Trusted Model

Copyright © Cloud Software Group, Inc. All Rights Reserved

Chapter 4 TIBCO Hawk Security Model : Trusted Model

Trusted Model

The Trusted model provides a simple yet effective mechanism for addressing authorization concerns. It addresses security issues as follows:

•

Authentication: the Trusted security model does not guarantee the authenticity of the request.

•

Integrity: the Trusted security model does not guarantee the integrity of the request.

•

Authorization: the Trusted security model guarantees that only authorized users can perform restricted actions.

•

Privacy: the Trusted security model does not address the privacy of the request. All requests are sent using plain text.

Authorization

The Trusted model uses an ASCII file as a simple yet effective entitlement server. This has the benefit of being easily distributed to all nodes, making it a very scalable mechanism. A scan of the ASCII file for information about the user determines if the request will be granted.

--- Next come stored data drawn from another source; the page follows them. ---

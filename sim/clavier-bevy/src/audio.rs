//! Note sink capability.
//!
//! The bridge extracts attack/release transitions from joint state and
//! hands them to a [`PianoSink`]. Synthesis itself lives outside this
//! crate; the default sink discards everything, and tests record.

use bevy::prelude::*;

/// Receiver for piano note on/off events.
///
/// `note` is a MIDI note number (21 = A0 through 108 = C8 for the 88-key
/// range this crate emits). Implementations must tolerate a release
/// without a matching attack, which happens after `release_all`.
pub trait PianoSink: Send + Sync {
    /// A key crossed into its pressed band.
    fn trigger_attack(&mut self, note: u8);
    /// A previously pressed key left its pressed band.
    fn trigger_release(&mut self, note: u8);
    /// Silence everything; called when the simulation pauses or resets.
    fn release_all(&mut self);
}

/// Sink that discards all events. The default when no audio backend is
/// attached.
#[derive(Debug, Default, Clone, Copy)]
pub struct NullSink;

impl PianoSink for NullSink {
    fn trigger_attack(&mut self, _note: u8) {}
    fn trigger_release(&mut self, _note: u8) {}
    fn release_all(&mut self) {}
}

/// Sink that records every call, for asserting on event streams in tests.
#[derive(Debug, Default)]
pub struct RecordingSink {
    /// Events in arrival order.
    pub events: Vec<SinkEvent>,
}

/// One recorded [`RecordingSink`] call.
#[derive(Debug, Clone, Copy, PartialEq, Eq)]
pub enum SinkEvent {
    /// `trigger_attack(note)`.
    Attack(u8),
    /// `trigger_release(note)`.
    Release(u8),
    /// `release_all()`.
    ReleaseAll,
}

impl PianoSink for RecordingSink {
    fn trigger_attack(&mut self, note: u8) {
        self.events.push(SinkEvent::Attack(note));
    }

    fn trigger_release(&mut self, note: u8) {
        self.events.push(SinkEvent::Release(note));
    }

    fn release_all(&mut self) {
        self.events.push(SinkEvent::ReleaseAll);
    }
}

/// The app-wide sink, boxed so backends can be swapped at startup.
#[derive(Resource)]
pub struct PianoAudio {
    /// Active sink.
    pub sink: Box<dyn PianoSink>,
}

impl Default for PianoAudio {
    fn default() -> Self {
        Self {
            sink: Box::new(NullSink),
        }
    }
}

impl PianoAudio {
    /// Wrap a concrete sink.
    #[must_use]
    pub fn new(sink: impl PianoSink + 'static) -> Self {
        Self {
            sink: Box::new(sink),
        }
    }
}
//! The external solver capability.

use nalgebra::Vector3;

use crate::data::Data;
use crate::model::Model;

/// Opaque handle to the physics engine driving a [`Model`]/[`Data`] pair.
///
/// The viewer never implements dynamics itself; it consumes an engine
/// through this trait. The state buffers in [`Data`] are exclusively
/// owned by the driver loop for the duration of one step: no mutation is
/// permitted between the applied-force clear and the following
/// [`step`](Solver::step).
pub trait Solver: Send + Sync {
    /// Advance the simulation by one fixed timestep.
    ///
    /// Fully recomputes `xpos`, `xquat`, `light_xpos`, and `light_xdir`
    /// from the integrated generalized coordinates.
    fn step(&mut self, model: &Model, data: &mut Data);

    /// Recompute derived quantities (body/light poses) from the current
    /// generalized coordinates without integrating. Used while paused and
    /// after resets.
    fn forward(&mut self, model: &Model, data: &mut Data);

    /// Reset the state to the model's initial configuration.
    fn reset(&mut self, model: &Model, data: &mut Data);

    /// Accumulate an external force/torque pair, applied at a world-frame
    /// `point` on `body`, into the generalized force buffer.
    ///
    /// All vectors are in the solver's Z-up world frame. Out-of-range
    /// body ids must be ignored, not propagated.
    fn apply_force(
        &mut self,
        model: &Model,
        data: &mut Data,
        force: Vector3<f64>,
        torque: Vector3<f64>,
        point: Vector3<f64>,
        body: usize,
    );
}
//! Fixed-step driver: decides how many solver steps each render frame
//! gets, and runs the per-step pipeline.
//!
//! The render clock and the simulation clock advance independently. Each
//! frame the [`StepClock`] plans enough fixed `timestep` steps to bring
//! simulated time up to wall time, with one escape hatch: after a stall
//! (frame gap beyond the threshold) it snaps forward instead of grinding
//! through the backlog, so a tab losing focus never freezes the app on
//! resume.

use bevy::prelude::*;

use crate::audio::PianoAudio;
use crate::control::{apply_ctrl_noise, ControlPlayback, NoiseRng, PlaybackEvent};
use crate::drag::{apply_perturbation, DragState};
use crate::keys::{Activation, KeyBindings, TransitionQueue};
use crate::resources::{Simulation, ViewerConfig};

/// Frame gaps beyond this are treated as stalls and snapped over rather
/// than simulated through.
pub const STALL_THRESHOLD_MS: f64 = 35.0;

/// Whether the simulation advances.
#[derive(Resource, Debug, Clone, Copy, PartialEq, Eq, Default)]
pub enum RunState {
    /// Stepping normally.
    #[default]
    Running,
    /// Holding state; kinematics stay refreshed but time does not pass.
    Paused,
}

/// Simulated-time bookkeeping for the fixed-step loop.
#[derive(Resource, Debug, Clone)]
pub struct StepClock {
    sim_time_ms: f64,
    stall_threshold_ms: f64,
}

impl Default for StepClock {
    fn default() -> Self {
        Self {
            sim_time_ms: 0.0,
            stall_threshold_ms: STALL_THRESHOLD_MS,
        }
    }
}

impl StepClock {
    /// How many fixed steps to run so simulated time catches up to
    /// `frame_time_ms`, advancing the internal clock by `timestep`
    /// (seconds) per planned step.
    ///
    /// A gap beyond the stall threshold snaps the clock to wall time and
    /// plans zero steps, which also bounds the catch-up work of any
    /// normal frame. Zero elapsed time plans zero steps. A non-positive
    /// `timestep` plans zero steps rather than looping forever.
    pub fn plan(&mut self, frame_time_ms: f64, timestep: f64) -> usize {
        if timestep <= 0.0 {
            return 0;
        }
        if frame_time_ms - self.sim_time_ms > self.stall_threshold_ms {
            self.sim_time_ms = frame_time_ms;
            return 0;
        }
        let step_ms = timestep * 1000.0;
        let mut steps = 0;
        while self.sim_time_ms < frame_time_ms {
            self.sim_time_ms += step_ms;
            steps += 1;
        }
        steps
    }

    /// Pin the clock to wall time without stepping, so unpausing does not
    /// replay the paused interval.
    pub fn resync(&mut self, frame_time_ms: f64) {
        self.sim_time_ms = frame_time_ms;
    }

    /// Drop back to time zero (reset).
    pub fn rewind(&mut self) {
        self.sim_time_ms = 0.0;
    }

    /// Current simulated time in milliseconds.
    #[must_use]
    pub fn sim_time_ms(&self) -> f64 {
        self.sim_time_ms
    }
}

/// Run `steps` fixed solver steps, each one executing the full per-step
/// pipeline: control playback, control noise, the pointer perturbation,
/// one solver step, then key-event extraction into the sink and the
/// transition queue. A playback loop-end resets the solver state before
/// the step.
#[allow(clippy::too_many_arguments)]
pub fn advance_steps(
    sim: &mut Simulation,
    steps: usize,
    config: &ViewerConfig,
    drag: &mut DragState,
    playback: &mut ControlPlayback,
    noise: &mut NoiseRng,
    mut keys: Option<(&mut Activation, &KeyBindings)>,
    transitions: &mut TransitionQueue,
    audio: &mut PianoAudio,
) {
    let Simulation {
        model,
        data,
        solver,
    } = sim;

    for _ in 0..steps {
        match playback.tick(data) {
            PlaybackEvent::Advanced | PlaybackEvent::Idle => {}
            PlaybackEvent::Looped => {
                solver.reset(model, data);
                solver.forward(model, data);
            }
        }
        apply_ctrl_noise(model, data, config, noise);
        apply_perturbation(model, data, solver.as_mut(), drag, false);
        solver.step(model, data);

        if let Some((activation, bindings)) = keys.as_mut() {
            for transition in activation.extract(bindings, data) {
                if transition.pressed {
                    audio.sink.trigger_attack(transition.midi);
                } else {
                    audio.sink.trigger_release(transition.midi);
                }
                transitions.push(transition);
            }
        }
    }
}

/// Advance the simulation for one render frame.
///
/// Running: the planned number of steps through [`advance_steps`].
/// Paused: refresh kinematics with `forward`, keep the drag responsive,
/// and silence held notes; nothing is reset.
#[allow(clippy::needless_pass_by_value, clippy::too_many_arguments)]
pub fn drive_simulation(
    time: Res<Time<Real>>,
    run_state: Res<RunState>,
    config: Res<ViewerConfig>,
    sim: Option<ResMut<Simulation>>,
    mut clock: ResMut<StepClock>,
    mut drag: ResMut<DragState>,
    mut playback: ResMut<ControlPlayback>,
    mut noise: ResMut<NoiseRng>,
    mut activation: Option<ResMut<Activation>>,
    bindings: Option<Res<KeyBindings>>,
    mut transitions: ResMut<TransitionQueue>,
    mut audio: ResMut<PianoAudio>,
) {
    let Some(mut sim) = sim else {
        return;
    };
    let frame_time_ms = time.elapsed_secs_f64() * 1000.0;

    if *run_state == RunState::Paused {
        let Simulation {
            model,
            data,
            solver,
        } = &mut *sim;
        clock.resync(frame_time_ms);
        apply_perturbation(model, data, solver.as_mut(), &mut drag, true);
        solver.forward(model, data);
        audio.sink.release_all();
        return;
    }

    let steps = clock.plan(frame_time_ms, sim.model.timestep);
    let keys = match (activation.as_deref_mut(), bindings.as_deref()) {
        (Some(activation), Some(bindings)) => Some((activation, bindings)),
        _ => None,
    };
    advance_steps(
        &mut sim,
        steps,
        &config,
        &mut drag,
        &mut playback,
        &mut noise,
        keys,
        &mut transitions,
        &mut audio,
    );
}

#[cfg(test)]
mod tests {
    use super::*;
    use approx::assert_relative_eq;

    const TIMESTEP: f64 = 0.002;

    #[test]
    fn zero_elapsed_plans_zero_steps() {
        let mut clock = StepClock::default();
        assert_eq!(clock.plan(0.0, TIMESTEP), 0);
        assert_relative_eq!(clock.sim_time_ms(), 0.0);
    }

    #[test]
    fn plans_enough_steps_to_catch_up() {
        let mut clock = StepClock::default();
        // 16 ms frame at 2 ms per step.
        let steps = clock.plan(16.0, TIMESTEP);
        assert_eq!(steps, 8);
        assert!(clock.sim_time_ms() >= 16.0);
    }

    #[test]
    fn consecutive_frames_do_not_double_step() {
        let mut clock = StepClock::default();
        let first = clock.plan(16.0, TIMESTEP);
        // Same wall time again: already caught up.
        let second = clock.plan(16.0, TIMESTEP);
        assert_eq!(first, 8);
        assert_eq!(second, 0);
    }

    #[test]
    fn stall_snaps_instead_of_catching_up() {
        let mut clock = StepClock::default();
        clock.plan(16.0, TIMESTEP);
        // A 5-second hiccup.
        let steps = clock.plan(5016.0, TIMESTEP);
        assert_eq!(steps, 0);
        assert_relative_eq!(clock.sim_time_ms(), 5016.0);
        // The next normal frame steps normally.
        let steps = clock.plan(5032.0, TIMESTEP);
        assert_eq!(steps, 8);
    }

    #[test]
    fn catch_up_work_is_bounded_by_the_threshold() {
        let mut clock = StepClock::default();
        // Worst non-stall gap is the threshold itself.
        let steps = clock.plan(STALL_THRESHOLD_MS, TIMESTEP);
        assert!(steps <= (STALL_THRESHOLD_MS / (TIMESTEP * 1000.0)).ceil() as usize + 1);
    }

    #[test]
    fn non_positive_timestep_is_rejected() {
        let mut clock = StepClock::default();
        assert_eq!(clock.plan(16.0, 0.0), 0);
        assert_eq!(clock.plan(16.0, -1.0), 0);
    }

    #[test]
    fn resync_skips_the_paused_interval() {
        let mut clock = StepClock::default();
        clock.plan(16.0, TIMESTEP);
        clock.resync(3000.0);
        assert_eq!(clock.plan(3001.0, TIMESTEP), 1);
    }
}
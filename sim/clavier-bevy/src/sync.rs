//! Per-frame transform synchronization, solver state to scene graph.
//!
//! Pure read on the solver side, pure write on the render side. Entities
//! whose index falls outside the current model (mid-reload frames) are
//! skipped silently.

use bevy::prelude::*;

use crate::convert::{quat_from_sim, vec3_from_sim};
use crate::resources::Simulation;
use crate::scene::{light_transform, BodyIndex, LightIndex};

/// Copy body world poses into their group transforms.
#[allow(clippy::needless_pass_by_value)]
pub fn sync_body_transforms(
    sim: Option<Res<Simulation>>,
    mut bodies: Query<(&BodyIndex, &mut Transform)>,
) {
    let Some(sim) = sim else {
        return;
    };
    for (&BodyIndex(b), mut transform) in &mut bodies {
        let (Some(pos), Some(quat)) = (sim.data.xpos.get(b), sim.data.xquat.get(b)) else {
            continue;
        };
        transform.translation = vec3_from_sim(pos);
        transform.rotation = quat_from_sim(quat);
    }
}

/// Copy light world poses and aim directions into light transforms.
#[allow(clippy::needless_pass_by_value)]
pub fn sync_light_transforms(
    sim: Option<Res<Simulation>>,
    mut lights: Query<(&LightIndex, &mut Transform)>,
) {
    let Some(sim) = sim else {
        return;
    };
    for (&LightIndex(l), mut transform) in &mut lights {
        let (Some(pos), Some(dir)) = (sim.data.light_xpos.get(l), sim.data.light_xdir.get(l))
        else {
            continue;
        };
        *transform = light_transform(pos, dir);
    }
}
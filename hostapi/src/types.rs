//! Data exchanged between the host and the guest runtime.

use crate::object::HostObject;
use crate::value::HostValue;

/// One in-flight host→guest call into a guest-registered function.
#[derive(Debug, Clone)]
pub struct PendingCall {
    /// The id passed to `_makeFuncWrapper` when the guest created the
    /// wrapper.
    pub id: u32,
    pub this: HostValue,
    pub args: Vec<HostValue>,
}

impl PendingCall {
    /// The event object the guest reads from `_pendingEvent`.
    ///
    /// The guest writes its return value to the `result` property.
    pub fn into_event(self) -> HostObject {
        let event = HostObject::ordinary();
        event.set("id", HostValue::Number(f64::from(self.id)));
        event.set("this", self.this);
        event.set("args", HostObject::array(self.args).into());
        event
    }
}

Users are explicitly granted or denied access through the access control file. A user who is not in this file is not allowed to perform any operations on the TIBCO Hawk system. Access control information is in a plain ASCII file located in the HAWK_HOME/examples/security folder.

Copy this file to CONFIG_FOLDER/security manually. See Access Control File, for more details.

Logging

All trusted requests (both Trusted and TrustedWithDomain) can be logged to rolling log files in a directory of your choice.

The current log file is named Trusted.log. When it reaches the maximum size (size), it is closed and renamed Trusted1.log, and a new Trusted.log is started. When the number of logs exceeds the maximum (n), log entries roll over to reuse the oldest log file.

To activate logging, add the following line to the access control file:

<LogService> -log_dir <logDir> -log_max_size <size> -log_max_num <n>

where:

Option

Description

logDir

The directory where the log file is saved.

Make sure this directory exists before you activate logging.

size

The maximum size of the rolling log file in KB. The suffix m or M can be used for indicating MB.

n

The maximum number of rolling log files.

Example Log File Entries

This is an example log entry for an authorized request:

Tue Dec 31 11:14:13 EST 2002: Trusted operation: userID=HAWK-TRUSTDMN\hawkuser, node=hawkuser-DT:none:default, microagent=COM.TIBCO.hawk.microagent.SysInfo, method= getOperatingSystem.

This is an example of an entry for an unauthorized request:

Tue Dec 31 11:19:54 EST 2002: Trusted operation: userID= HAWK-TRUSTDMN\hawkuser, node=hawkuser-DT:none:default, microagent= COM.TIBCO.hawk.microagent.Repository, method= getRBMap - permission denied.

Using both Trusted and TrustedWithDomain

An agent using the Trusted or TrustedWithDomain security model allows users with either Trusted or TrustedWithDomain to access the agent.

•

To allow access to a user who starts Hawk Display (or the Console API application) in Trusted security mode, the entry for <user> specified in the agent’s Trusted.txt or TrustedWithDomain.txt should not include the domain of the user who actually starts Hawk Display (or the Console API application).

•

To allow access to a user who starts Hawk Display in TrustedWithDomain security mode, the entry for <user> specified in the agent’s Trusted.txt or TrustedWithDomain.txt should include the domain of the user who actually starts Hawk Display.

Option	Description
logDir	The directory where the log file is saved. Make sure this directory exists before you activate logging.
size	The maximum size of the rolling log file in KB. The suffix m or M can be used for indicating MB.
n	The maximum number of rolling log files.